GPO offers to cut cost of printing budget document

The Government Printing Office has offered to cut the cost of printing the federal budget by 23 percent to prevent the Bush administration from contracting out the job.

The Government Printing Office has offered to cut the cost of printing the federal budget by 23 percent to stop the Bush administration from outsourcing the job.

Office of Management and Budget spokeswoman Amy Call said the GPO has offered to print the president's fiscal 2004 budget proposal for $387,000. The budget will be printed in January and issued in February. Last year, the GPO charged the administration $505,370 to print the fiscal 2003 budget.

Call said OMB would decide whether to give the printing work to the GPO or to a private contractor before Christmas. The number of private bidders and the dollar amounts of their bids for the budget work cannot be made public, Call said.

The GPO's proposal comes as the administration is trying to end a century-old requirement that most federal agencies use the printing office for most printing services. The GPO is part of the legislative branch, and Congress requires that agencies use the GPO. The Bush administration has said that Congress cannot force executive branch agencies to procure services through a legislative branch agency. Administration officials are working on a procurement rule change that will allow agencies to use the printing office or contract out directly with private printing firms.

GPO officials and some members of Congress have fought the administration, arguing that the government as a whole reaps savings by going through a single, centralized source for its printing needs. Ending the printing office requirement could cost the government hundreds of millions of dollars a year in duplicative administrative costs and higher prices, printing office officials have estimated.

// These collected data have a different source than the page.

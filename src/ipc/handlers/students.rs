use crate::ipc::error::HandlerErr;
use crate::ipc::helpers::{get_optional_str, get_required_str, with_store};
use crate::ipc::types::{AppState, Request};
use crate::model::NewStudent;
use crate::roster;
use crate::store::SqliteStore;
use serde_json::json;

fn students_list(
    store: &SqliteStore,
    params: &serde_json::Value,
) -> Result<serde_json::Value, HandlerErr> {
    let batch_id = get_required_str(params, "batchId")?;
    roster::find_batch(store, &batch_id)?;
    let students = roster::list_students(store, &batch_id)?;
    Ok(json!({ "students": students }))
}

fn students_create(
    store: &SqliteStore,
    params: &serde_json::Value,
) -> Result<serde_json::Value, HandlerErr> {
    let batch_id = get_required_str(params, "batchId")?;
    let name = get_required_str(params, "name")?;
    let new_student = NewStudent {
        name,
        email: get_optional_str(params, "email")?,
        photo_url: get_optional_str(params, "photoUrl")?,
    };
    let mut created = roster::add_students(store, &batch_id, vec![new_student])?;
    Ok(json!({ "student": created.pop() }))
}

fn students_import(
    store: &SqliteStore,
    params: &serde_json::Value,
) -> Result<serde_json::Value, HandlerErr> {
    let batch_id = get_required_str(params, "batchId")?;
    let Some(text) = params.get("text").and_then(|v| v.as_str()) else {
        return Err(HandlerErr::bad_params("missing text"));
    };
    let parsed = roster::parse_roster_text(text);
    if parsed.is_empty() {
        return Err(HandlerErr {
            code: "bad_params",
            message: "no student names found in text".to_string(),
            details: None,
        });
    }
    let created = roster::add_students(store, &batch_id, parsed)?;
    Ok(json!({
        "imported": created.len(),
        "students": created
    }))
}

fn students_update_photo(
    store: &SqliteStore,
    params: &serde_json::Value,
) -> Result<serde_json::Value, HandlerErr> {
    let student_id = get_required_str(params, "studentId")?;
    let Some(photo_url) = params.get("photoUrl").and_then(|v| v.as_str()) else {
        return Err(HandlerErr::bad_params("missing photoUrl"));
    };
    roster::update_student_photo(store, &student_id, photo_url)?;
    Ok(json!({ "ok": true }))
}

fn handle_students_list(state: &mut AppState, req: &Request) -> serde_json::Value {
    with_store(state, req, students_list)
}

fn handle_students_create(state: &mut AppState, req: &Request) -> serde_json::Value {
    with_store(state, req, students_create)
}

fn handle_students_import(state: &mut AppState, req: &Request) -> serde_json::Value {
    with_store(state, req, students_import)
}

fn handle_students_update_photo(state: &mut AppState, req: &Request) -> serde_json::Value {
    with_store(state, req, students_update_photo)
}

pub fn try_handle(state: &mut AppState, req: &Request) -> Option<serde_json::Value> {
    match req.method.as_str() {
        "students.list" => Some(handle_students_list(state, req)),
        "students.create" => Some(handle_students_create(state, req)),
        "students.import" => Some(handle_students_import(state, req)),
        "students.updatePhoto" => Some(handle_students_update_photo(state, req)),
        _ => None,
    }
}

In several pieces of legislation this year, Congress reiterated its order that agencies use the printing office. In the stopgap spending measures that have kept the government operating the last few months of the year, Congress even specifically ordered the Office of Management and Budget to use the printing office for the fiscal 2004 budget. But OMB is ignoring the order and may go with a private bidder.

OMB is also moving ahead on a final rule change that will allow all executive branch agencies to take bids for printing work directly from private companies, rather than go through the printing office. OMB officials say that competition will lead to lower prices and higher quality for government printing jobs. Though many federal buyers are satisfied with GPO's service, some federal agency buyers have complained to OMB about the GPO's costs and printing quality.

Andrew Sherman, a spokesman for the printing office, said that in addition to a lower price, "By going with GPO, OMB will have the assurance that all requirements for cataloging, indexing, and distribution of the budget to Congress, federal agencies, the courts, depository libraries, and the public will be fully met, in a process that will be transparent and cost-free to OMB."

GPO distributes many federal documents, including the federal budget, to libraries across the country so that the public can have free access to them. Some librarians worry that eliminating the GPO requirement will reduce the number of documents that make it to libraries each year. OMB officials say they will ensure that agencies send to GPO all documents that are supposed to go to the libraries.